‘THAT’S CRUELTY’
The justice system’s treatment of the mentally ill was thrust into the spotlight Monday. The sister of Cleve ‘Cas’ Geddes told a coroner’s inquest that putting a suicidal man into solitary confinement was a cruel, and in the end deadly, mistake.
Placing her suicidal, schizophrenic brother in solitary confinement at the Ottawa jail when a judge had ordered him admitted to a psychiatric hospital was “downright cruelty,” the sister of Cleve Geddes testified Monday during the first day of a coroner’s inquest into his death.
“I don’t know whose idea it is to put anybody in solitary confinement,” Sigrid Geddes testified. “Just imagine if it was your sister or your brother in that situation. If someone identifies as suicidal and you put him in a room alone? That’s cruelty. That’s just downright cruelty. It’s inhumane.”
Cleve Casimir Geddes — “Cas” to his friends and family — died Feb. 10, 2017, at The Ottawa Hospital, two days after guards at the Ottawa Carleton Detention Centre found he hanged himself in his cell using bedsheets.
An inquest is mandatory whenever a death occurs in custody. The nine-day inquest, under presiding coroner Dr. Michael Wilson, is expected to look at why Geddes wasn’t admitted to hospital; what training police and correctional officers receive and the procedures they follow when dealing with mentally ill, suicidal people; and what other services are available in such cases.
Geddes, 30, had been arrested in Killaloe on Jan. 30 on a warrant issued after he had failed to appear in court on charges of uttering threats and causing a disturbance in the Pembroke Public Library the previous month. It was the same day that Geddes had a confrontation with his father, Donald Dunning, that had prompted Dunning to go to police and ask for a peace bond against his son.
Dunning told the inquest that he had frequent run-ins with his son, and that Cas had threatened to burn down his father’s house, “fill his head with bullets” and “put him in his coffin.”
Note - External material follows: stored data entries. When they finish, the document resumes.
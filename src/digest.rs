//! Digest provider.
//!
//! Wraps the supported hash constructions behind one incremental
//! [`Accumulator`]. Every digest the crate produces (file contents and
//! directory compositions alike) goes through a fresh accumulator obtained from
//! [`DigestAlgorithm::accumulator`]; accumulators are never shared or reused.
//!
//! # Example
//!
//! ```
//! use pathfingerprint::digest::DigestAlgorithm;
//!
//! let algorithm: DigestAlgorithm = "sha1".parse().unwrap();
//! let mut acc = algorithm.accumulator();
//! acc.write(b"abc");
//! assert_eq!(acc.finalize(), "a9993e364706816aba3e25717850c26c9cd0d89d");
//! ```

use std::fmt;
use std::str::FromStr;

use serde::{Deserialize, Serialize};
use sha1::Digest as _;

/// Errors raised when selecting a digest algorithm.
#[derive(thiserror::Error, Debug, Clone, PartialEq, Eq)]
pub enum DigestError {
    /// The algorithm name is not one of the supported constructions.
    #[error("Hash algorithm [{0}] is not valid/supported (expected sha1, sha256 or blake3)")]
    UnsupportedAlgorithm(String),
}

/// Supported hash constructions.
#[derive(
    Debug, Clone, Copy, PartialEq, Eq, Hash, Default, Serialize, Deserialize, clap::ValueEnum,
)]
#[serde(rename_all = "lowercase")]
pub enum DigestAlgorithm {
    /// SHA-1, 160-bit output.
    #[default]
    Sha1,
    /// SHA-256, 256-bit output.
    Sha256,
    /// BLAKE3, 256-bit output.
    Blake3,
}

impl DigestAlgorithm {
    /// Canonical lowercase name, as stored in the catalog.
    #[must_use]
    pub fn name(self) -> &'static str {
        match self {
            Self::Sha1 => "sha1",
            Self::Sha256 => "sha256",
            Self::Blake3 => "blake3",
        }
    }

    /// Length in hex characters of a finalized digest.
    #[must_use]
    pub fn hex_len(self) -> usize {
        match self {
            Self::Sha1 => 40,
            Self::Sha256 | Self::Blake3 => 64,
        }
    }

    /// Create a fresh accumulator for this algorithm.
    #[must_use]
    pub fn accumulator(self) -> Accumulator {
        let inner = match self {
            Self::Sha1 => Inner::Sha1(sha1::Sha1::new()),
            Self::Sha256 => Inner::Sha256(sha2::Sha256::new()),
            Self::Blake3 => Inner::Blake3(Box::new(blake3::Hasher::new())),
        };
        Accumulator { inner }
    }

    /// Digest a complete byte slice in one call.
    #[must_use]
    pub fn digest(self, data: &[u8]) -> String {
        let mut acc = self.accumulator();
        acc.write(data);
        acc.finalize()
    }
}

impl fmt::Display for DigestAlgorithm {
    fn fmt(&self, f: &mut fmt::Formatter<'_>) -> fmt::Result {
        f.write_str(self.name())
    }
}

impl FromStr for DigestAlgorithm {
    type Err = DigestError;

    fn from_str(s: &str) -> Result<Self, Self::Err> {
        match s.trim().to_ascii_lowercase().as_str() {
            "sha1" => Ok(Self::Sha1),
            "sha256" => Ok(Self::Sha256),
            "blake3" => Ok(Self::Blake3),
            _ => Err(DigestError::UnsupportedAlgorithm(s.to_string())),
        }
    }
}

enum Inner {
    Sha1(sha1::Sha1),
    Sha256(sha2::Sha256),
    // blake3's hasher carries a large chunk stack
    Blake3(Box<blake3::Hasher>),
}

/// Incremental hash accumulator.
pub struct Accumulator {
    inner: Inner,
}

impl Accumulator {
    /// Feed bytes into the accumulator.
    pub fn write(&mut self, bytes: &[u8]) {
        match &mut self.inner {
            Inner::Sha1(h) => h.update(bytes),
            Inner::Sha256(h) => h.update(bytes),
            Inner::Blake3(h) => {
                h.update(bytes);
            }
        }
    }

    /// Consume the accumulator and return the lowercase hex digest.
    #[must_use]
    pub fn finalize(self) -> String {
        match self.inner {
            Inner::Sha1(h) => format!("{:x}", h.finalize()),
            Inner::Sha256(h) => format!("{:x}", h.finalize()),
            Inner::Blake3(h) => h.finalize().to_hex().to_string(),
        }
    }
}

impl fmt::Debug for Accumulator {
    fn fmt(&self, f: &mut fmt::Formatter<'_>) -> fmt::Result {
        let name = match self.inner {
            Inner::Sha1(_) => "sha1",
            Inner::Sha256(_) => "sha256",
            Inner::Blake3(_) => "blake3",
        };
        f.debug_struct("Accumulator").field("algorithm", &name).finish()
    }
}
Cas Geddes was the youngest of six children. He was a healthy kid, athletic, “super popular” and excelled in school with a fondness for Shakespeare, his sister said. That changed when he was 19 and began showing signs of mental illness.
“He would get a strange look in his eyes. He’d laugh at inappropriate times and go off on psychotic ramblings,” she said.
Eventually, Sigrid and another sister took him to the emergency department at the Centre for Addiction and Mental Health in Toronto. The experience was disastrous, but it was the first time that Cas was diagnosed with schizophrenia, a disorder that also affected an older brother.
“It was very difficult for him to accept. It was like a death sentence for him.”
Cas held various jobs after that point, but his life was a roller-coaster. He lived in a group home for a while, but was thrown out for breaking the rules. He lived on the streets for a time, but was living in an apartment in Killaloe when he was arrested.
He could often be aggressive with people, swearing, screaming and yelling, but had never tried to harm himself, she said.
After he was arrested, a judge in Pembroke ruled Cas should be admitted to hospital. But there were no free beds at The Royal, Ottawa’s psychiatric hospital, so he ended up instead at the Ottawa Carleton Detention Centre.
Sigrid learned Cas was in jail the day after his arrest, but the family was unable to contact him. Inmates aren’t allowed to receive calls in jail, and can only call collect. Sigrid only has a cellphone and collect calls aren’t allowed to cellphones.
Her mother called the jailed and begged the guards to bring Cas to the phone, which they did.
“Cas told her he just wanted out,” she said.
The next communication Sigrid got came from a social worker at The Ottawa Hospital, who told her Cas was “non-verbal.” A doctor came on the phone to clarify that Cas had hanged himself and was on life support.
Coroner’s counsel Tom Schneider asked Geddes if she had any recommendations for the jury.
“I’ll just state the obvious: No one deserves what happened to him. This was not the appropriate path for him. It was a very difficult 10 years of him being ill, and then it got even more difficult. We lost him twice.”
If someone identifies as suicidal and you put him in a room alone? That’s cruelty.